Goal of the exercise.
Wherever the word "usize" appears in a line below, that line counts; report the total number of such lines only.

Records from a collection.
[Start of Attachment]

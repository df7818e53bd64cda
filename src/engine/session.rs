//! Session — one catalog, one ledger, one notification stream.
//!
//! Hosts (the dashboard, the binary, tests) talk to the ledger through a
//! `Session` using match ids. The session resolves ids against the catalog
//! and emits a notification for every commit attempt.

use rust_decimal::Decimal;
use serde::Serialize;
use tracing::warn;

use super::ledger::{LedgerEngine, LedgerSnapshot};
use crate::catalog::Catalog;
use crate::notify::{Notification, NotificationLog, NotificationRecord, NotificationSink};
use crate::types::{ConfirmedBet, LedgerError, MatchId, MatchRecord, Outcome};

/// Default number of notifications kept for the dashboard.
pub const DEFAULT_HISTORY: usize = 50;

#[derive(Debug, Clone, PartialEq, Eq, thiserror::Error)]
pub enum SessionError {
    #[error("Match not found: {0}")]
    UnknownMatch(MatchId),

    #[error(transparent)]
    Ledger(#[from] LedgerError),
}

/// A catalog entry joined with the caller's pending slip.
#[derive(Debug, Clone, Serialize)]
pub struct MatchView {
    #[serde(flatten)]
    pub record: MatchRecord,
    pub selection: Option<Outcome>,
    pub stake: Decimal,
    pub preview_payout: Option<Decimal>,
}

pub struct Session {
    catalog: Catalog,
    ledger: LedgerEngine,
    sink: Box<dyn NotificationSink + Send>,
    history: NotificationLog,
}

impl Session {
    pub fn new(
        catalog: Catalog,
        ledger: LedgerEngine,
        sink: Box<dyn NotificationSink + Send>,
        history_capacity: usize,
    ) -> Self {
        Self {
            catalog,
            ledger,
            sink,
            history: NotificationLog::new(history_capacity),
        }
    }

    pub fn catalog(&self) -> &Catalog {
        &self.catalog
    }

    pub fn ledger(&self) -> &LedgerEngine {
        &self.ledger
    }

    fn lookup(&self, match_id: MatchId) -> Result<&MatchRecord, SessionError> {
        self.catalog
            .get(match_id)
            .ok_or(SessionError::UnknownMatch(match_id))
    }

    /// The card with each match's current selection, stake and possible win.
    pub fn matches(&self) -> Vec<MatchView> {
        self.catalog
            .list_matches()
            .iter()
            .map(|m| MatchView {
                record: m.clone(),
                selection: self.ledger.selection(m.id),
                stake: self.ledger.stake(m.id),
                preview_payout: self.ledger.preview_payout(m),
            })
            .collect()
    }

    pub fn select_outcome(
        &mut self,
        match_id: MatchId,
        outcome: Outcome,
    ) -> Result<Option<Outcome>, SessionError> {
        self.lookup(match_id)?;
        Ok(self.ledger.select_outcome(match_id, outcome))
    }

    pub fn set_stake(&mut self, match_id: MatchId, amount: Decimal) -> Result<Decimal, SessionError> {
        self.lookup(match_id)?;
        self.ledger.set_stake(match_id, amount);
        Ok(self.ledger.stake(match_id))
    }

    /// Commit the pending slip for a match and notify the outcome.
    ///
    /// Unknown ids are refused without a notification; ledger rejections
    /// are notified and returned.
    pub fn place_bet(&mut self, match_id: MatchId) -> Result<ConfirmedBet, SessionError> {
        let record = self.lookup(match_id)?.clone();

        let result = self.ledger.commit_bet(&record);
        let notification = match &result {
            Ok(bet) => Notification::accepted(bet),
            Err(e) => {
                warn!(match_id, error = %e, "Commit refused");
                Notification::rejected(match_id, e)
            }
        };
        self.emit(&notification);

        result.map_err(SessionError::from)
    }

    fn emit(&mut self, notification: &Notification) {
        self.history.notify(notification);
        self.sink.notify(notification);
    }

    pub fn snapshot(&self) -> LedgerSnapshot {
        self.ledger.snapshot()
    }

    pub fn recent_notifications(&self) -> Vec<NotificationRecord> {
        self.history.recent()
    }

    pub fn last_notification(&self) -> Option<&NotificationRecord> {
        self.history.last()
    }
}

// ---------------------------------------------------------------------------
// Tests
// ---------------------------------------------------------------------------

[End of Attachment]

Reply to the task.
2